§ ACTIVITY
Within the entries below, the lines from the one with "id, title, kind" through the one with "(--url, --insecure, --timeout)." are to be set down exactly, both ends kept.

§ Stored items
....................
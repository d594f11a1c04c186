//! Auth command handlers: login, register, whoami, logout.
//!
//! Login exchanges a third-party identity token for a service token and
//! persists it; logout (and any 401) discards the persisted token.

use stillage_core::Inventory;

use crate::cli::{AuthArgs, AuthCommand, GlobalOpts};
use crate::config;
use crate::error::CliError;
use crate::output;

fn resolve_id_token(flag: Option<String>) -> Result<String, CliError> {
    if let Some(token) = flag {
        return Ok(token);
    }
    let token = dialoguer::Password::new()
        .with_prompt("Identity token")
        .interact()
        .map_err(|e| CliError::Io(std::io::Error::other(e)))?;
    if token.trim().is_empty() {
        return Err(CliError::validation("Enter an identity token."));
    }
    Ok(token)
}

pub async fn handle(
    inv: &mut Inventory,
    args: AuthArgs,
    global: &GlobalOpts,
    profile_name: &str,
) -> Result<(), CliError> {
    match args.command {
        AuthCommand::Login { id_token } => {
            let id_token = resolve_id_token(id_token)?;
            let token = inv.login(&id_token).await?;
            config::store_token(profile_name, &token)?;
            if !global.quiet {
                eprintln!("Logged in");
            }
            Ok(())
        }

        AuthCommand::Register { id_token } => {
            let id_token = resolve_id_token(id_token)?;
            let token = inv.register(&id_token).await?;
            config::store_token(profile_name, &token)?;
            if !global.quiet {
                eprintln!("Registered and logged in");
            }
            Ok(())
        }

        AuthCommand::Whoami => {
            if !inv.client().session().is_authenticated() {
                return Err(CliError::NoSession);
            }
            let me = inv.current_user().await?;
            let out = output::render_single(
                &global.output,
                &me,
                |u| format!("{} <{}>", u.full_name(), u.email),
                |u| u.id.to_string(),
            );
            output::print_output(&out, global.quiet);
            Ok(())
        }

        AuthCommand::Logout => {
            inv.logout();
            config::clear_token(profile_name);
            if !global.quiet {
                eprintln!("Logged out");
            }
            Ok(())
        }
    }
}
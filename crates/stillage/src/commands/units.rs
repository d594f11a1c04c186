//! Measurement-unit command handlers.

use serde::Serialize;
use tabled::Tabled;

use stillage_core::{Inventory, ListEntry, Unit, UnitKind};

use crate::cli::{GlobalOpts, UnitKindArg, UnitsArgs, UnitsCommand};
use crate::error::CliError;
use crate::output;

use super::util;

#[derive(Debug, Clone, Serialize, Tabled)]
struct UnitRow {
    #[tabled(rename = "ID")]
    id: i64,
    #[tabled(rename = "Title")]
    title: String,
    #[tabled(rename = "Kind")]
    kind: String,
}

impl From<&Unit> for UnitRow {
    fn from(u: &Unit) -> Self {
        Self {
            id: u.id,
            title: u.title.clone(),
            kind: u.kind.to_string(),
        }
    }
}

impl ListEntry for UnitRow {
    fn search_text(&self) -> Vec<String> {
        vec![self.title.clone(), self.kind.clone()]
    }

    fn sort_key(&self) -> String {
        self.title.clone()
    }
}

fn to_kind(arg: UnitKindArg) -> UnitKind {
    match arg {
        UnitKindArg::Default => UnitKind::Default,
        UnitKindArg::Mass => UnitKind::Mass,
        UnitKindArg::Capacity => UnitKind::Capacity,
    }
}

pub async fn handle(
    inv: &mut Inventory,
    args: UnitsArgs,
    global: &GlobalOpts,
) -> Result<(), CliError> {
    match args.command {
        UnitsCommand::List(list) => {
            inv.refresh_units().await?;
            let rows: Vec<UnitRow> = inv.units().items().iter().map(UnitRow::from).collect();
            let view = util::build_view(rows, &list);
            let page = view.visible();
            util::print_page(global, &page, |r| (*r).clone(), |r| r.id.to_string());
            Ok(())
        }

        UnitsCommand::Get { id } => {
            let unit: Unit = inv
                .client()
                .get_unit(id)
                .await
                .map_err(stillage_core::CoreError::from)?
                .into();
            let out = output::render_single(
                &global.output,
                &unit,
                |u| format!("ID:     {}\nTitle:  {}\nKind:   {}", u.id, u.title, u.kind),
                |u| u.id.to_string(),
            );
            output::print_output(&out, global.quiet);
            Ok(())
        }

        UnitsCommand::Create { title, kind } => {
            let created = inv.create_unit(&title, to_kind(kind)).await?;
            if !global.quiet {
                eprintln!("Unit created: id {}", created.id);
            }
            Ok(())
        }

        UnitsCommand::Update { id, title, kind } => {
            inv.update_unit(id, &title, to_kind(kind)).await?;
            if !global.quiet {
                eprintln!("Unit {id} updated");
            }
            Ok(())
        }

        UnitsCommand::Delete { id } => {
            if !util::confirm(
                &format!("Delete unit {id}? Types measured in it keep a dangling unit id."),
                global.yes,
            )? {
                return Ok(());
            }
            inv.delete_unit(id).await?;
            if !global.quiet {
                eprintln!("Unit {id} deleted");
            }
            Ok(())
        }
    }
}
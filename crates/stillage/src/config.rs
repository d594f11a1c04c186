//! CLI configuration — thin wrapper around `stillage_config` shared
//! types.
//!
//! Re-exports the shared types and adds CLI-specific resolution that
//! respects `GlobalOpts` flag overrides (--url, --insecure, --timeout).

use std::time::Duration;

use stillage_api::{ApiClient, SessionStore, TlsMode, TransportConfig};
use stillage_core::Inventory;

use crate::cli::GlobalOpts;
use crate::error::CliError;

// ── Re-exports from shared crate ────────────────────────────────────

pub use stillage_config::{
    Config, Profile, clear_token, config_path, load_config_or_default, load_token, save_config,
    store_token,
};

// ── CLI-specific helpers ────────────────────────────────────────────

/// Resolve the active profile name from CLI flags and config.
pub fn active_profile_name(global: &GlobalOpts, config: &Config) -> String {
    global
        .profile
        .clone()
        .or_else(|| config.default_profile.clone())
        .unwrap_or_else(|| "default".into())
}

/// Build the controller for this invocation: resolve the backend URL,
/// TLS, and timeout from flags + profile, load the persisted session
/// token, and wire up the client.
pub fn build_inventory(global: &GlobalOpts) -> Result<(Inventory, String), CliError> {
    let config = load_config_or_default();
    let profile_name = active_profile_name(global, &config);
    let profile = config.profiles.get(&profile_name);

    // 1. Backend URL (flag > env > profile)
    let url = global
        .url
        .clone()
        .or_else(|| profile.map(|p| p.url.clone()))
        .ok_or_else(|| CliError::InvalidConfig {
            field: "url".into(),
            reason: format!(
                "no backend URL configured for profile '{profile_name}'; \
                 pass --url or run: stillage config init"
            ),
        })?;

    // 2. TLS verification
    let tls = if global.insecure || profile.and_then(|p| p.insecure).unwrap_or(false) {
        TlsMode::DangerAcceptInvalid
    } else if let Some(ca_path) = profile.and_then(|p| p.ca_cert.clone()) {
        TlsMode::CustomCa(ca_path)
    } else {
        TlsMode::System
    };

    // 3. Timeout (flag > profile > platform default of none)
    let timeout = global
        .timeout
        .or_else(|| profile.and_then(|p| p.timeout))
        .map(Duration::from_secs);

    let transport = TransportConfig { tls, timeout };

    // 4. Persisted session token, if any
    let session = match load_token(&profile_name) {
        Some(token) => SessionStore::with_token(token),
        None => SessionStore::new(),
    };

    let client =
        ApiClient::new(&url, session, &transport).map_err(|e| CliError::InvalidConfig {
            field: "url".into(),
            reason: e.to_string(),
        })?;

    Ok((Inventory::new(client), profile_name))
}
// ── Inventory controller ──
//
// Facade owning the API client and one ResourceList per resource.
// Reads refresh a store through the fetch state machine; writes call
// the accessor, then merge the server's returned representation into
// the local list -- no refetch after a successful write, no mutation
// after a failed one.

use tracing::debug;

use stillage_api::ApiClient;

use crate::convert;
use crate::error::CoreError;
use crate::model::{
    Container, ContainerInput, ContainerStatus, ContainerType, ContainerTypeInput, HistoryRecord,
    Product, ProductInput, ProductType, Role, Unit, User, UserInput,
};
use crate::select::{
    self, TypeConstraints, validate_container, validate_container_type, validate_product,
    validate_user,
};
use crate::store::ResourceList;

/// The main entry point for presentation layers.
///
/// Owns one transient list per resource; every screen's list state is
/// private to its controller instance. Nothing here persists across
/// instances -- a new controller always starts with empty stores and
/// refetches on first use.
pub struct Inventory {
    client: ApiClient,
    containers: ResourceList<Container>,
    container_types: ResourceList<ContainerType>,
    products: ResourceList<Product>,
    product_types: ResourceList<ProductType>,
    units: ResourceList<Unit>,
    users: ResourceList<User>,
    roles: ResourceList<Role>,
    history: ResourceList<HistoryRecord>,
}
....................
§ ANSWER BOX
        UnitsCommand::Update { id, title, kind } => {
            inv.update_unit(id, &title, to_kind(kind)).await?;
            if !global.quiet {
                eprintln!("Unit {id} updated");
            }
            Ok(())
        }

        UnitsCommand::Delete { id } => {
            if !util::confirm(
                &format!("Delete unit {id}? Types measured in it keep a dangling unit id."),
                global.yes,
            )? {
                return Ok(());
            }
            inv.delete_unit(id).await?;
            if !global.quiet {
                eprintln!("Unit {id} deleted");
            }
            Ok(())
        }
    }
}
filename crates/stillage/src/config.rs
repository d594f11a1c04c186
//! CLI configuration — thin wrapper around `stillage_config` shared
//! types.
//!
//! Re-exports the shared types and adds CLI-specific resolution that
//! respects `GlobalOpts` flag overrides (--url, --insecure, --timeout).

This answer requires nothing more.